2JOPE Technology Company, Kaohsiung, Chinese Taipei

3Jojia Bio-Tech Company, Kaohsiung, Chinese Taipei


Received October 15, 2012; revised November 15, 2012; accepted November 27, 2012

Keywords: Supercritical Fluid Simulated-Moving Bed; Sesamin; Sesamolin; Supercritical Fluid Extraction; Supercritical Fluid Fractionation


This work shows how the sesamin and sesamolin in sesame seed can be extracted, enriched and purified by the related technologies of supercritical carbon dioxide. Sesame oil is first obtained from the sesame seeds by supercritical carbon dioxide extraction (SFE); lignans in the oil are enriched and precipitated as the top product by supercritical fluid fractionation technology (SFF); the crude lignans are then separated by supercritical fluid-simulated moving bed chromatography (SF-SMB) to obtain pure sesamin and sesamolin. The simulated moving bed is a continuous chromatography; the use of supercritical carbon dioxide as the desorbent simplifies the downstream treatment. By experimental validation, this work also shows that replacing liquid by SF as the desorbent for the SMB automatically creates a gradient operation for the SMB and enlarges the separable range of the operating conditions. Both the design and operation of the SF-SMB are introduced in this paper. The application of SF-SMB to the separation of sesamin and sesamolin provides a novel example for demonstrating the diversity of SF and the potential applications for the production of natural products and the development of botanical drugs.

1. Introduction

Sesamin and sesamolin are the major lignans found in sesame seed, weighted at about 0.5% - 1.0% of the seed. The lignans are normally dissolved in the sesame oil and are considered functional compounds for anticancer treatment [1], protecting the liver from damage caused by chemicals [2,3], anti-inflammation [4] and antihypertension [5]. Because of their similarity in chemical structure, as illustrated in Figure 1, the separation of sesamin and sesamolin can usually be achieved by chromatography. The authors successfully used methanol as the desorbent to separate the sesamin and sesamolin by a simulated moving bed (SMB) [6]. In this work, a much safer desorbent for human consumption, supercritical carbon dioxide with ethyl acetate, was applied for the simulated moving bed (SF-SMB) to separate the mixture of sesamin and sesamolin.

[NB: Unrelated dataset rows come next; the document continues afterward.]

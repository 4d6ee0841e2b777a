// ─────────────────────────────────────────────────────────────────────
// StructGate — Spectral (SVD) Probe
// ─────────────────────────────────────────────────────────────────────
//! Detects low-rank degeneration ("collapse") of the hidden-state
//! trajectory over a trailing window of steps.
//!
//! Per step:
//!   1. Take one feature vector from the last-layer hidden state
//!      (batch 0, final sequence position; see
//!      [`HiddenState::feature_vector`]).
//!   2. Append it to the FIFO buffer; evict the oldest beyond the window.
//!   3. Until the window is full: `{sv_ratio: null, svd_ready: false}`.
//!   4. Stack into a `W × D` matrix and subtract the column means.
//!   5. `sv_ratio = σ₁ / (Σσᵢ + ε)`, `rank = #{σᵢ > tol}`.
//!
//! Centering a window of large activations leaves rounding noise of
//! about `W·D·ε` times the raw norm. Singular values at or below that
//! floor are not counted towards `rank`, and a window whose centered
//! norm is entirely noise reads as collapse to a single point.
//!
//! A ratio near 1 means every recent hidden state points the same way.
//! That is necessary but not sufficient for repetition or collapse, so
//! gate on it together with other probes.
//!
//! [`HiddenState::feature_vector`]: structgate_types::HiddenState::feature_vector

use std::collections::VecDeque;

use structgate_types::config::DEFAULT_RANK_TOLERANCE;
use structgate_types::observable::keys;
use structgate_types::{Observable, StepTrace, StructGateError, StructGateResult};

use crate::linalg::{center_columns, l2_norm, singular_values};
use crate::probe::Probe;

/// Guards the ratio against an all-zero spectrum.
pub const SV_EPS: f64 = 1e-9;


/// One spectral analysis of a full window.
#[derive(Debug, Clone, Copy, PartialEq)]
pub struct SpectralReading {
    /// σ₁ / Σσ, in (0, 1].
    pub sv_ratio: f64,
    /// Singular values above the rank tolerance.
    pub rank: usize,
}

/// Stateful spectral probe owning a bounded trajectory buffer.
///
/// One instance per generation session: the buffer is never shared.
#[derive(Debug, Clone)]
pub struct SpectralProbe {
    window_size: usize,
    rank_tolerance: f64,
    buffer: VecDeque<Vec<f64>>,
}

impl SpectralProbe {
    /// New probe with the given window. A window of 0 is raised to 1;
    /// use [`SpectralProbe::try_new`] to reject it instead.
    pub fn new(window_size: usize) -> Self {
        if window_size == 0 {
            log::warn!("spectral probe: window_size 0 raised to 1");
        }
        let window_size = window_size.max(1);
        Self {
            window_size,
            rank_tolerance: DEFAULT_RANK_TOLERANCE,
            buffer: VecDeque::with_capacity(window_size + 1),
        }
    }

    pub fn try_new(window_size: usize) -> StructGateResult<Self> {
        if window_size < 1 {
            return Err(StructGateError::Config(format!(
                "window_size must be >= 1, got {window_size}"
            )));
        }
        Ok(Self::new(window_size))
    }

    pub fn with_rank_tolerance(mut self, tolerance: f64) -> Self {
        self.rank_tolerance = tolerance;
        self
    }

    pub fn window_size(&self) -> usize {
        self.window_size
    }

    pub fn buffer_len(&self) -> usize {
        self.buffer.len()
    }

    pub fn is_ready(&self) -> bool {
        self.buffer.len() == self.window_size
    }

    fn not_ready() -> Observable {
        Observable::new()
            .with(keys::SV_RATIO, None::<f64>)
            .with(keys::SVD_READY, false)
    }

    fn push(&mut self, features: &[f64]) {
        if let Some(front) = self.buffer.front() {
            if front.len() != features.len() {
                log::warn!(
                    "spectral probe: hidden dim changed {} -> {}, restarting window",
                    front.len(),
                    features.len()
                );
                self.buffer.clear();
            }
        }
        self.buffer.push_back(features.to_vec());
        while self.buffer.len() > self.window_size {
            self.buffer.pop_front();
        }
    }

    /// Analyse the current buffer as a `W × D` matrix.
    pub fn analyze(&self) -> StructGateResult<SpectralReading> {
        let rows = self.buffer.len();
        let cols = self.buffer.front().map_or(0, Vec::len);
        if rows == 0 || cols == 0 {
            return Err(StructGateError::Numerical("empty window".to_string()));
        }

        let mut m: Vec<f64> = Vec::with_capacity(rows * cols);
        for row in &self.buffer {
            m.extend_from_slice(row);
        }
        let raw_norm = l2_norm(&m);
        if !raw_norm.is_finite() {
            return Err(StructGateError::Numerical(
                "non-finite hidden state in window".to_string(),
            ));
        }
        if raw_norm == 0.0 {
            return Err(StructGateError::Numerical("all-zero window".to_string()));
        }

        center_columns(&mut m, rows, cols);
        let noise_floor = (rows * cols) as f64 * f64::EPSILON * raw_norm;
        if l2_norm(&m) <= noise_floor {
            // Identical states: the trajectory sits on one point, the
            // limit of rank-1 collapse. Mean-centering leaves only noise.
            return Ok(SpectralReading {
                sv_ratio: 1.0,
                rank: 0,
            });
        }

        let sv = singular_values(&m, rows, cols)?;
        let total: f64 = sv.iter().sum();
        let sv_ratio = sv[0] / (total + SV_EPS);
        if !sv_ratio.is_finite() {
            return Err(StructGateError::Numerical(format!(
                "non-finite ratio (σ₁ = {}, Σσ = {total})",
                sv[0]
            )));
        }
        let floor = self.rank_tolerance.max(noise_floor);
        let rank = sv.iter().filter(|&&s| s > floor).count();
        Ok(SpectralReading { sv_ratio, rank })
    }
}

impl Probe for SpectralProbe {
    fn name(&self) -> &'static str {
        "spectral"
    }

    fn observe(&mut self, step: &StepTrace) -> Observable {
        let Some(features) = step.last_features() else {
            return Self::not_ready();
        };
        self.push(features);

        if !self.is_ready() {
            return Self::not_ready();
        }

        match self.analyze() {
            Ok(reading) => Observable::new()
                .with(keys::SV_RATIO, Some(reading.sv_ratio))
                .with(keys::SVD_READY, true)
                .with(keys::RANK, reading.rank as f64),
            Err(e) => {
                log::warn!("spectral probe: {e}; reporting not ready");
                Self::not_ready()
            }
        }
    }

    fn reset(&mut self) {
        self.buffer.clear();
    }
}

It has been reported that sesamin epimerizes as episesamin at an elevated temperature and that the bioactivity of episesamin is much lower than that of sesamin [7]. To preserve the bioactivity, the best process for sesamin production is to start at a low temperature for the extraction from the sesame seeds. In this work, the feedstock for the SF-SMB was prepared by supercritical fluid extraction (SFE) to extract the lignans from the seeds, followed by supercritical fluid fractionation (SFF) to obtain the solid mixture of sesamin and sesamolin. Because the processing of the natural product from SFE and SFF to the SFF-SMB is absolutely conducted at low temperature, it was presumed that bioactivity could be totally preserved. In this work the design of the SF-SMB has been illustrated and the separable conditions for operating the SF-SMB have been explored using triangle theory. Fundamentals of SMB and the triangle theory were explicitly reviewed in literatures and published books [8-10] Also, the effects of the operation conditions on SFE and the operating conditions for SFF have been detailed.

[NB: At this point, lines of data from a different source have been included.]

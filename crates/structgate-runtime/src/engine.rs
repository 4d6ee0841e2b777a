// ─────────────────────────────────────────────────────────────────────
// StructGate — Runtime Engine + Generation Engine
// ─────────────────────────────────────────────────────────────────────
//! Orchestration loops: forward → observe → optional decide → append.
//!
//! Two variants:
//! - `RuntimeEngine`: single forward pass, single observation.
//! - `GenerationEngine`: multi-step pull loop with an audit log and
//!   optional halt on refusal.

use std::time::Instant;

use structgate_gate::Gate;
use structgate_probes::{MultiProbe, Probe};
use structgate_types::observable::keys;
use structgate_types::{
    EngineConfig, GateAction, GenerationSession, LogEntry, Observable, StructGateConfig,
    StructGateError, StructGateResult,
};

use crate::model::LanguageModel;

/// Compact one-line dashboard for a step.
///
/// `['tok'] | SVD: 0.9876 | Delta: 0.1234 | Ent: 1.2345`. An unready
/// spectral ratio prints `WAIT`; any other absent metric prints `----`.
pub fn format_status_line(token: &str, obs: &Observable) -> String {
    let fmt = |key: &str, missing: &str| {
        obs.scalar(key)
            .map_or_else(|| missing.to_string(), |v| format!("{v:.4}"))
    };
    format!(
        "['{}'] | SVD: {} | Delta: {} | Ent: {}",
        token.escape_debug(),
        fmt(keys::SV_RATIO, "WAIT"),
        fmt(keys::LAYER_DELTA, "----"),
        fmt(keys::ENTROPY, "----"),
    )
}

/// Single-step diagnostic engine.
pub struct RuntimeEngine<M, P> {
    model: M,
    probe: P,
    gate: Option<Gate>,
}

impl<M: LanguageModel, P: Probe> RuntimeEngine<M, P> {
    pub fn new(model: M, probe: P) -> Self {
        Self {
            model,
            probe,
            gate: None,
        }
    }

    pub fn with_gate(mut self, gate: Gate) -> Self {
        self.gate = Some(gate);
        self
    }

    /// One forward pass, one observation. Model errors are returned as-is.
    pub fn step(&mut self, prompt: &str) -> StructGateResult<Observable> {
        let trace = self.model.forward(prompt).map_err(|e| {
            log::error!("forward pass failed: {e}");
            e
        })?;
        Ok(self.probe.observe(&trace))
    }

    /// [`RuntimeEngine::step`] plus the gate decision, as a log entry.
    pub fn review(&mut self, prompt: &str) -> StructGateResult<LogEntry> {
        let observable = self.step(prompt)?;
        let action = self.gate.as_ref().map(|g| g.evaluate(&observable));
        Ok(LogEntry {
            step: 0,
            token: prompt.to_string(),
            observable,
            action,
        })
    }

    pub fn probe_mut(&mut self) -> &mut P {
        &mut self.probe
    }
}

/// Multi-step generation loop with per-step telemetry.
///
/// The engine keeps only the session of the last run. Cross-step state
/// (the spectral window) lives in the probe and carries over between runs
/// until the caller resets it via [`GenerationEngine::probe_mut`].
pub struct GenerationEngine<M, P = MultiProbe> {
    model: M,
    probe: P,
    gate: Option<Gate>,
    config: EngineConfig,
    session: GenerationSession,
}

impl<M: LanguageModel> GenerationEngine<M, MultiProbe> {
    /// Build probes and gate from a validated configuration.
    pub fn from_config(model: M, config: &StructGateConfig) -> StructGateResult<Self> {
        config.validate()?;
        let probe = MultiProbe::from_specs(&config.probes)?;
        let gate = config.policy.as_ref().map(Gate::from_spec).transpose()?;
        Ok(Self {
            model,
            probe,
            gate,
            config: config.engine.clone(),
            session: GenerationSession::default(),
        })
    }
}

impl<M: LanguageModel, P: Probe> GenerationEngine<M, P> {
    pub fn new(model: M, probe: P) -> Self {
        Self {
            model,
            probe,
            gate: None,
            config: EngineConfig::default(),
            session: GenerationSession::default(),
        }
    }

    pub fn with_gate(mut self, gate: Gate) -> Self {
        self.gate = Some(gate);
        self
    }

    pub fn with_config(mut self, config: EngineConfig) -> Self {
        self.config = config;
        self
    }

    /// Stop the run at the first REFUSE. The refusing step is still logged.
    pub fn halt_on_refuse(mut self, enabled: bool) -> Self {
        self.config.halt_on_refuse = enabled;
        self
    }

    pub fn verbose(mut self, enabled: bool) -> Self {
        self.config.verbose = enabled;
        self
    }

    pub fn config(&self) -> &EngineConfig {
        &self.config
    }

    /// Run with the configured `max_steps`.
    pub fn run_default(&mut self, prompt: &str) -> StructGateResult<&[LogEntry]> {
        let max_steps = self.config.max_steps;
        self.run(prompt, max_steps)
    }

    /// Generate up to `max_steps` steps, observing and gating each one.
    ///
    /// Clears the previous log first. A model error aborts the run; the
    /// entries logged before it stay available via [`Self::logs`].
    pub fn run(&mut self, prompt: &str, max_steps: usize) -> StructGateResult<&[LogEntry]> {
        let start = Instant::now();
        let Self {
            model,
            probe,
            gate,
            config,
            session,
        } = self;
        *session = GenerationSession {
            prompt: prompt.to_string(),
            ..Default::default()
        };
        log::info!("generation start: {prompt:?} (max_steps={max_steps})");

        let stream = model.generate_with_trace(prompt, max_steps).map_err(|e| {
            log::error!("model failed to start generation: {e}");
            e
        })?;

        let mut failure: Option<StructGateError> = None;
        for (i, item) in stream.take(max_steps).enumerate() {
            let trace = match item {
                Ok(trace) => trace,
                Err(e) => {
                    log::error!("model failed at step {i}: {e}");
                    failure = Some(e);
                    break;
                }
            };

            let observable = probe.observe(&trace);
            let action = gate.as_ref().map(|g| g.evaluate(&observable));
            if config.verbose {
                log::info!("{}", format_status_line(&trace.token, &observable));
            }

            let halt = config.halt_on_refuse && action == Some(GateAction::Refuse);
            if halt {
                let reason = gate
                    .as_ref()
                    .map(|g| g.review(&observable).reason())
                    .unwrap_or_default();
                session.halted = true;
                session.halt_index = Some(i);
                session.halt_reason = format!("gate_refuse ({reason})");
            }
            session.entries.push(LogEntry {
                step: i,
                token: trace.token,
                observable,
                action,
            });
            if halt {
                log::info!("generation halted at step {i}: {}", session.halt_reason);
                break;
            }
        }

        session.end_time_s = start.elapsed().as_secs_f64();
        if let Some(e) = failure {
            return Err(e);
        }
        log::info!(
            "generation complete: {} steps, {} refused",
            session.token_count(),
            session.refusal_count()
        );
        Ok(&session.entries)
    }

    /// Entries of the last run.
    pub fn logs(&self) -> &[LogEntry] {
        &self.session.entries
    }

    /// Last run as a session record.
    pub fn session(&self) -> &GenerationSession {
        &self.session
    }

    /// Entries of the last run as a JSON array.
    pub fn logs_json(&self) -> StructGateResult<String> {
        serde_json::to_string(&self.session.entries)
            .map_err(|e| StructGateError::Validation(format!("log serialisation failed: {e}")))
    }

    pub fn probe(&self) -> &P {
        &self.probe
    }

    pub fn probe_mut(&mut self) -> &mut P {
        &mut self.probe
    }

    pub fn model_mut(&mut self) -> &mut M {
        &mut self.model
    }
}
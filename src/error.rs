//! Error types for the voice loop

use thiserror::Error;

/// Result type alias for pipeline operations
pub type PipelineResult<T> = Result<T, PipelineError>;

/// Failures of the external services a session talks to.
///
/// None of these are fatal to the connection: each is reported to the client
/// once and the session goes back to idle.
#[derive(Error, Debug, Clone, PartialEq, Eq)]
pub enum PipelineError {
    /// Recognition stream setup or mid-stream failure
    #[error("Transcription error: {0}")]
    Recognition(String),

    /// Completion call failure
    #[error("Processing error: {0}")]
    Completion(String),

    /// Synthesis call or stream drain failure
    #[error("Synthesis error: {0}")]
    Synthesis(String),
}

In the last decade, several crude extracts from natural products have been successfully concentrated or purified by SMB chromatography [6,11,12]. In addition to the classical SMB eluted by liquid desorbent, Clavier et al. first applied supercritical carbon dioxide as the desorbent to SMB for the separation of GAL (g-linolenic ethyl ester) and DHA (docosahexaenoic ethyl ester), and called it SF-SMB [13]. Later, researchers from TUHH (Hamburg University of Technology, Germany) and ETH (Swiss Federal Institute of Technology, Zurich, Switzerland) applied SF-SMB to the separation of steroisomers, enantiomers and fatty acid ethyl esters [14-19]. The advantages of using supercritical fluid as the desorbent include: the instant evaporation of carbon dioxide to obtain concentrated products, the adjustment of solvent power by pressure and the gradient operation of SMB by setting different pressures in different sections of the SMB. However, pure carbon dioxide is seldom solely used as the eluent because of the injection of the feedstocks by HPLC pump and the requirement of cosolvents to create higher solubility and selectivity for the SF-SMB [14-19].

To date, SF-SMB experiments as reported in the literature have been conducted in pilot plants with 3.0 cm or larger columns. In this work, the authors carefully and accurately controlled the flow rate of carbon dioxide so that a small column with a 1.0 cm diameter could also be applied. In this study, silica gel was used as the adsorbent and ethyl acetate was used as the cosolvent for the supercritical carbon dioxide. A three-section SMB configured as 2/2/2/0 with an open-loop design was employed to conduct the SF-SMB experiments.

2. Supercritical Fluid-Simulated Moving Bed

In a four-section SMB, the fourth section is designed to regenerate the desorbent for recycling. Since carbon dioxide can be easily and instantly recycled by vaporization, the fourth section can be eliminated to enhance the SMB efficiency. Therefore, a three-section SMB was designed for the SF-SMB in this study. The three-section SF-SMB had two inputs: the streams of feed and desorbent, and two outputs: the extract and raffinate. To apply supercritical carbon dioxide as the desorbent, a more complicated piping design was required for all input and output streams. Figure 2 illustrates the piping design of the inlet and outlet streams. In Figure 2, the SMB unit is represented by a large circle marked SMB for simplicity. The two inputs from the left of the SMB unit represent the streams of desorbent and feed, and the two outputs to the right represent the streams of extract and raffinate.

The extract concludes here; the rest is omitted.